Les connaissances de leurs concepteurs, aujourd’hui en partie perdues, ne cessent de susciter l’admiration : mathématiques, géométrie, physique, ils semblent maîtriser tous les savoirs requis. Surtout, ils possédaient ce supplément d’âme duquel jaillissaient les géniales intuitions qui font l’harmonieuse beauté des cathédrales. Pensons à Villard de Honnecourt dont les fameux carnets de croquis ont pu parvenir jusqu’à nous, presque miraculeusement, dit-on. Ou à Christopher Wren, franc-maçon du Métier qui fit reconstruire d’après ses plans la majeure partie de Londres ravagée par les flammes en 1666. Avant eux tous il y eut le Romain Vitruve ( 90-20 av. J.-C. ), maître incontesté de l’Antiquité classique, le plus ancien des architectes connus en Occident.

Les cathédrales ! Combien d’entre les francs-maçons n’en auraient probablement rien su sans les Frères « plancheurs » qui ont exposé le sujet dans les ateliers ? Les livres spécialisés ne manquent pas non plus.
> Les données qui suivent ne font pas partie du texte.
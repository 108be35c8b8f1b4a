//! Per-queue loop: decode, validate, forward, settle.

use std::sync::Arc;

use futures_util::StreamExt;
use mockable::Clock;
use tokio_util::sync::CancellationToken;
use tracing::{debug, error, info, warn};

use super::dispatcher::DispatchSender;
use super::handler::ApplyOutcome;
use crate::domain::ports::{CommandDecoder, DeliveryStream, InboundDelivery, Settlement};
use crate::domain::{QueueBinding, validate};

/// Counts of settled deliveries for one consumer run.
#[derive(Debug, Clone, Copy, Default, PartialEq, Eq)]
pub struct ConsumerReport {
    /// Deliveries acknowledged after their command was applied or skipped.
    pub acknowledged: usize,
    /// Deliveries dropped because the body did not decode.
    pub rejected_undecodable: usize,
    /// Deliveries dropped because the command broke a business rule.
    pub rejected_invalid: usize,
    /// Deliveries dropped because the store operation failed.
    pub rejected_failed: usize,
    /// Deliveries returned to the queue because the dispatcher had stopped.
    pub requeued: usize,
    /// Settlements the broker did not accept.
    pub settle_errors: usize,
}

impl ConsumerReport {
    /// Total deliveries handled.
    pub fn total(&self) -> usize {
        self.acknowledged
            + self.rejected_undecodable
            + self.rejected_invalid
            + self.rejected_failed
            + self.requeued
    }
}

#[derive(Debug, Clone, Copy, PartialEq, Eq)]
enum Disposition {
    Processed,
    Undecodable,
    Invalid,
    Failed,
    DispatcherGone,
}

impl Disposition {
    fn settlement(self) -> Settlement {
        match self {
            Self::Processed => Settlement::Ack,
            Self::Undecodable | Self::Invalid | Self::Failed => {
                Settlement::Reject { requeue: false }
            }
            Self::DispatcherGone => Settlement::Reject { requeue: true },
        }
    }

    fn record(self, report: &mut ConsumerReport) {
        let counter = match self {
            Self::Processed => &mut report.acknowledged,
            Self::Undecodable => &mut report.rejected_undecodable,
            Self::Invalid => &mut report.rejected_invalid,
            Self::Failed => &mut report.rejected_failed,
            Self::DispatcherGone => &mut report.requeued,
        };
        *counter += 1;
    }
}

/// Consumes one queue and forwards its valid commands to the dispatcher.
pub struct QueueConsumer {
    binding: QueueBinding,
    decoder: Arc<dyn CommandDecoder>,
    clock: Arc<dyn Clock + Send + Sync>,
    sender: DispatchSender,
}

impl QueueConsumer {
    /// Build a consumer for `binding`.
    pub fn new(
        binding: QueueBinding,
        decoder: Arc<dyn CommandDecoder>,
        clock: Arc<dyn Clock + Send + Sync>,
        sender: DispatchSender,
    ) -> Self {
        Self {
            binding,
            decoder,
            clock,
            sender,
        }
    }

    /// Process deliveries one at a time until `shutdown` fires or the stream
    /// ends.
    ///
    /// A delivery already being processed is always settled before the loop
    /// checks for shutdown again. Dropping the consumer on return releases its
    /// dispatch sender.
    pub async fn run(
        self,
        mut deliveries: DeliveryStream,
        shutdown: CancellationToken,
    ) -> ConsumerReport {
        let queue = self.binding.queue;
        let mut report = ConsumerReport::default();
        info!(queue, kind = %self.binding.kind, "consumer started");

        loop {
            let next = tokio::select! {
                biased;
                () = shutdown.cancelled() => {
                    debug!(queue, "shutdown requested");
                    break;
                }
                next = deliveries.next() => next,
            };

            match next {
                Some(Ok(delivery)) => self.process(delivery, &mut report).await,
                Some(Err(err)) => {
                    error!(
                        queue,
                        error_kind = err.label(),
                        error = %err,
                        "delivery stream failed"
                    );
                    break;
                }
                None => {
                    warn!(queue, "delivery stream ended");
                    break;
                }
            }
        }

        info!(
            queue,
            acknowledged = report.acknowledged,
            rejected_undecodable = report.rejected_undecodable,
            rejected_invalid = report.rejected_invalid,
            rejected_failed = report.rejected_failed,
            requeued = report.requeued,
            settle_errors = report.settle_errors,
            "consumer stopped"
        );
        report
    }

    async fn process(&self, delivery: InboundDelivery, report: &mut ConsumerReport) {
        let delivery_tag = delivery.delivery_tag();
        let disposition = self.dispose(delivery.body()).await;
        disposition.record(report);

        if let Err(err) = delivery.settle(disposition.settlement()).await {
            report.settle_errors += 1;
            error!(
                queue = self.binding.queue,
                delivery_tag,
                error_kind = err.label(),
                error = %err,
                "failed to settle delivery"
            );
        }
    }

    async fn dispose(&self, body: &[u8]) -> Disposition {
        let queue = self.binding.queue;
        let command = match self.decoder.decode(self.binding.kind, body) {
            Ok(command) => command,
            Err(err) => {
                warn!(
                    queue,
                    error_kind = err.label(),
                    error = %err,
                    "discarding undecodable delivery"
                );
                return Disposition::Undecodable;
            }
        };

        let validation = validate(&command, self.clock.utc());
        if !validation.is_valid() {
            warn!(
                queue,
                kind = %command.kind(),
                errors = ?validation.messages(),
                "discarding invalid command"
            );
            return Disposition::Invalid;
        }

        match self.sender.submit(queue, command).await {
            Ok(ApplyOutcome::Applied | ApplyOutcome::Skipped) => Disposition::Processed,
            Ok(ApplyOutcome::Failed(_)) => Disposition::Failed,
            Err(err) => {
                warn!(queue, error = %err, "returning delivery to the queue");
                Disposition::DispatcherGone
            }
        }
    }
}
En pays romand, l’un d’eux s’intitule Notre-Dame de Lausanne, cathédrale bourguignonne publié en son temps par les soins de Jean- Pierre Laubscher d’« Espérance et Cordialité » et directeur des Editions du Grand-Pont. Il évoquait le sculpteur Matila Ghyka, affilié de « Quatuor Coronati », qui l’avait introduit « à la belle histoire d’une aventure à l’analyse des symboles de nos vraies cathédrales gothiques, sinon alchimiques, hermétiques, ou isiaques, au gré du regard éclairant. »

Expériences sur le terrain

La basilique de Vézelay dans le département français de l’Yonne présente un cas de figure intéressant. Le visiteur y découvre une réalisation architecturale où la pensée de ses initiants est particulièrement sensible et montre les résultats insoupçonnés que l’on peut obtenir d’une règle et d’un compas dans la conception d’un bâtiment. « On y perçoit les tracés régulateurs propres à l’enseignement des anciens en matière de géométrie et de calcul », nous disait un familier des lieux. Quant au monastère cistercien de Sénanque dans le Vaucluse il renferme un livre des plus intrigants : L’Art des bâtisseurs romans. Il s’agit d’un cahier du XIIe siècle dévoilant les arcanes de la profession, ordonnance, proportions, nombre d’or, etc. Béotiens s’abstenir.

Dans son dernier livre sorti ces jours-ci L’initiation des Francs-Maçons de la pierre franche, Christian Jacq s’interroge devant un portique de la cathédrale de Metz. S’y trouvent trente-trois étranges représentations : « Nos ancêtres avaient bel et bien l’intention par l’intermédiaire des édifices et des figures, de nous transmettre un message relatif au divin, au sacré, à la finalité de l’homme, à une spiritualité joyeuse et profonde. » Les Compagnons étaient véritablement des garants de savoirs secrets.

L’âge d’or

Thème inépuisable, l’architecture sacrée pose plus de questions qu’elle n’en résout. L’âge d’or de la construction des cathédrales va du XIe au XIIIe siècles, puis s’estompe. Le phénomène a été expliqué par au moins trois hypothèses : 1) l’Eglise avait assis son pouvoir temporel ; 2) la crainte que le poids condensé des cathédrales ne fende à terme la croûte terrestre ; 3) la corporation des bâtisseurs aurait acquis plus de connaissances sur le divin que le clergé luimême et devenait une concurrence indésirable.

La construction reste au coeur de la démarche du franc-maçon puisqu’elle suppose un état de réalisation intérieure qui tend vers la perfection. Il faut prendre le temps de regarder et d’écouter les signes du passé. Les Anciens étaient dotés d’une patience tranquille, d’une étonnante capacité de concentration et de persévérance. La construction marquée au sceau du spirituel emprunte des voies multiples pour affirmer ses mystères. J.T.